Her offer for an alliance with the kids is a pretty transparent ploy and one they see through quickly. The fact that even Emma, who’s previously been the most naïve of the children, saw through the deception is a testament to how much these kids have had to grow up since they learned about the demons. They all continue to demonstrate this as they accept Krone’s alliance as a way to get information out of her, unsatisfying as it ends up being. As it turns out, Krone is nearly as ignorant of the world as they are, although her backstory is quite interesting. The way she started out as a potential victim just like the kids before moving on to become the victimizer could be a statement about the cycle of abuse, and how abusers were often abused themselves. Indeed, Krone is just as trapped as the children since she has a device implanted in her that will kill her if she tries to escape. It hardly excuses her participation in a system of raising children only to kill them, but it does cast her in a more nuanced light.

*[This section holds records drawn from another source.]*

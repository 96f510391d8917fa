//! `$(name)` interpolation for string values and source paths.
//!
//! References resolve against the supplied mapping first, then the
//! process environment. A `$$` escapes to a literal `$`; a `$` not
//! followed by `(` or `$` stays literal.

use crate::error::{ConfigError, ConfigResult};
use crate::value::Value;
use std::collections::HashMap;
use std::env;

/// Rewrites `$(name)` references in `s`.
///
/// Resolution order per reference: `env` mapping first (String
/// substitutes its text, Integer its base-10 text, any other kind is a
/// type error), then the OS environment, otherwise an unresolved-
/// reference error. Strings without a `$` are returned unchanged without
/// being scanned.
pub fn interpolate(s: &str, env: &HashMap<String, Value>) -> ConfigResult<String> {
    if !s.contains('$') {
        return Ok(s.to_string());
    }

    let mut out = String::with_capacity(s.len());
    let mut chars = s.chars().peekable();
    while let Some(c) = chars.next() {
        if c != '$' {
            out.push(c);
            continue;
        }
        match chars.peek() {
            Some('$') => {
                chars.next();
                out.push('$');
            }
            Some('(') => {
                chars.next();
                let mut name = String::new();
                loop {
                    match chars.next() {
                        Some(')') => break,
                        Some(c) => name.push(c),
                        None => {
                            return Err(ConfigError::interpolation(format!(
                                "unterminated reference '$({name}' in \"{s}\""
                            )))
                        }
                    }
                }
                out.push_str(&resolve(&name, env)?);
            }
            // Lone '$' stays literal
            _ => out.push('$'),
        }
    }
    Ok(out)
}

/// Expands `$(VAR)` references in a source path against the process
/// environment only.
pub fn interpolate_env(path: &str) -> ConfigResult<String> {
    interpolate(path, &HashMap::new())
}

fn resolve(name: &str, env: &HashMap<String, Value>) -> ConfigResult<String> {
    match env.get(name) {
        Some(Value::String(s)) => Ok(s.clone()),
        Some(Value::Integer(i)) => Ok(i.to_string()),
        Some(other) => Err(ConfigError::interpolation(format!(
            "cannot substitute {} value bound to '{name}'",
            other.type_name()
        ))),
        None => match env::var(name) {
            Ok(v) => Ok(v),
            Err(_) => Err(ConfigError::interpolation(format!(
                "no such variable: {name}"
            ))),
        },
    }
}
//! Configuration value types and conversion utilities.

use serde::{Deserialize, Serialize};

/// A configuration value as it appears in the flattened namespace.
///
/// Equality is structural, which is what the reload differ relies on.
#[derive(Debug, Clone, PartialEq, Serialize, Deserialize)]
#[serde(untagged)]
pub enum Value {
    /// Boolean value (`true`/`false`/`on`/`off` in source files)
    Bool(bool),
    /// Integer value
    Integer(i64),
    /// String value (subject to `$(name)` interpolation)
    String(String),
    /// List of values
    List(Vec<Value>),
}

impl Value {
    /// Returns the value as a bool if it's a boolean.
    pub fn as_bool(&self) -> Option<bool> {
        match self {
            Value::Bool(b) => Some(*b),
            _ => None,
        }
    }

    /// Returns the value as an i64 if it's an integer.
    pub fn as_i64(&self) -> Option<i64> {
        match self {
            Value::Integer(i) => Some(*i),
            _ => None,
        }
    }

    /// Returns the value as a string reference if it's a string.
    pub fn as_str(&self) -> Option<&str> {
        match self {
            Value::String(s) => Some(s),
            _ => None,
        }
    }

    /// Returns the value as a list reference if it's a list.
    pub fn as_list(&self) -> Option<&[Value]> {
        match self {
            Value::List(items) => Some(items),
            _ => None,
        }
    }

    /// Returns the type name of the Value variant.
    pub fn type_name(&self) -> &'static str {
        match self {
            Value::Bool(_) => "Bool",
            Value::Integer(_) => "Integer",
            Value::String(_) => "String",
            Value::List(_) => "List",
        }
    }
}

impl From<bool> for Value {
    fn from(b: bool) -> Self {
        Value::Bool(b)
    }
}

impl From<i64> for Value {
    fn from(i: i64) -> Self {
        Value::Integer(i)
    }
}

impl From<i32> for Value {
    fn from(i: i32) -> Self {
        Value::Integer(i as i64)
    }
}

impl From<&str> for Value {
    fn from(s: &str) -> Self {
        Value::String(s.to_string())
    }
}

impl From<String> for Value {
    fn from(s: String) -> Self {
        Value::String(s)
    }
}

impl From<Vec<Value>> for Value {
    fn from(items: Vec<Value>) -> Self {
        Value::List(items)
    }
}

/// Conversion from a stored [`Value`] into an application type.
///
/// This is the typed access layer behind [`Config::lookup`],
/// [`Config::require`] and [`Config::lookup_default`]. Conversions are
/// strict: no string-to-number coercion, no bool-to-int tricks. A failed
/// conversion is indistinguishable from an absent key at the lookup level.
///
/// [`Config::lookup`]: crate::Config::lookup
/// [`Config::require`]: crate::Config::require
/// [`Config::lookup_default`]: crate::Config::lookup_default
pub trait FromValue: Sized {
    /// Converts a value reference into `Self`, or `None` when the variant
    /// does not match.
    fn from_value(value: &Value) -> Option<Self>;
}

impl FromValue for Value {
    fn from_value(value: &Value) -> Option<Self> {
        Some(value.clone())
    }
}

impl FromValue for bool {
    fn from_value(value: &Value) -> Option<Self> {
        value.as_bool()
    }
}

impl FromValue for i64 {
    fn from_value(value: &Value) -> Option<Self> {
        value.as_i64()
    }
}

impl FromValue for u16 {
    fn from_value(value: &Value) -> Option<Self> {
        value.as_i64().and_then(|i| u16::try_from(i).ok())
    }
}

impl FromValue for u32 {
    fn from_value(value: &Value) -> Option<Self> {
        value.as_i64().and_then(|i| u32::try_from(i).ok())
    }
}

impl FromValue for usize {
    fn from_value(value: &Value) -> Option<Self> {
        value.as_i64().and_then(|i| usize::try_from(i).ok())
    }
}

impl FromValue for String {
    fn from_value(value: &Value) -> Option<Self> {
        value.as_str().map(str::to_string)
    }
}

impl<T: FromValue> FromValue for Vec<T> {
    fn from_value(value: &Value) -> Option<Self> {
        value.as_list()?.iter().map(T::from_value).collect()
    }
}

Unfortunately, it’s not long before Isabella disposes of her by having Krone fed to one of the very demons she served. Like before, we’re never given a clear full-body shot of the demon, only individual parts framed in tight, narrow shots, which only enhances how unnatural it feels. Krone’s dying thoughts, rather than cursing Isabella for her treachery, are instead directed at the kids, telling them to escape and destroy the messed up world they’re all stuck in. Even after everything she’s done, Krone is still as much a product of the demons’ system as anything else. In some ways, she’s just trying to survive in the world she was born into. This, combined with the black-and-white flashbacks to her own childhood, give her death a poetic, almost mournful air, even though she’s still a villain of sorts.
Although Krone’s gone, Isabella is still there and seems to be an even bigger threat than ever. As she finally confronts the kids while they’re trying to scout the wall, she finally drops the mask she’s been wearing. The truth is, Isabella’s kindness wasn’t all an act. She genuinely believes she’s “helping” the children by giving them a happy life and a painless death, which is far more terrifying than Krone’s manic raving. Isabella is twisted enough that it seems like she could justify anything to herself as being a “kindness,” even breaking Emma’s leg to delay the escape. With what we know about Krone’s backstory, it may very well be that Isabella had the same experience and this is how she justifies her actions. Either way, she’s an obstacle the children will have to beat in order to escape.
A common thread throughout these events is how quiet they are. Scenes like Emma and Norman talking to Krone or Isabella finally confronting the kids don’t have any background noise or music, just the dialogue. Silence like this is an excellent tool to build suspense, and Promised Neverland uses it perfectly here. It feels like something is building and building behind the scenes until it suddenly bursts in moments like Isabella breaking Emma’s leg (which is accompanied by a visceral crunch). Only then does the soundtrack return. No music is needed to tell us how tense things are when the material itself is so taut.
Though the material is just as heavy as ever, the kids’ bond as family continues to keep it from feeling too oppressive. From Norman’s willingness to let Isabella ship him out so she doesn’t ship the others instead to Ray’s instant willingness to break his own leg to stop them and leave Norman open to escape, the kids’ conversation in the infirmary is a heartwarming relief from all of Isabella’s deceptions and cruelty. Even Norman finally lets himself break down and cry at Emma’s loyalty. However, even all their preparations and determination to escape together can’t help the kids in the face of their latest obstacle: a cliff right on the other side of the wall. With that route out cut off and Norman about to be shipped out, they’ll have to think of something fast if they’re going to escape together.
These three episodes feature all of what Promised Neverland does best: tense plotting, surprising reveals, and all around fascinating character work. Even Krone, who started off as a borderline caricature, feels like a fully fleshed out character before her untimely demise. With so many new obstacles in their way and only three episodes left, the kids are going to have to do something big, and soon if they want to get out together.
One thought on “The Promised Neverland Episodes 7-9 Review”
They really have built up the tension and these episodes just kind of turned everything over. I feel so bad for the kids but I really want them to succeed (even while thinking they can’t). I really love how well this is all coming together.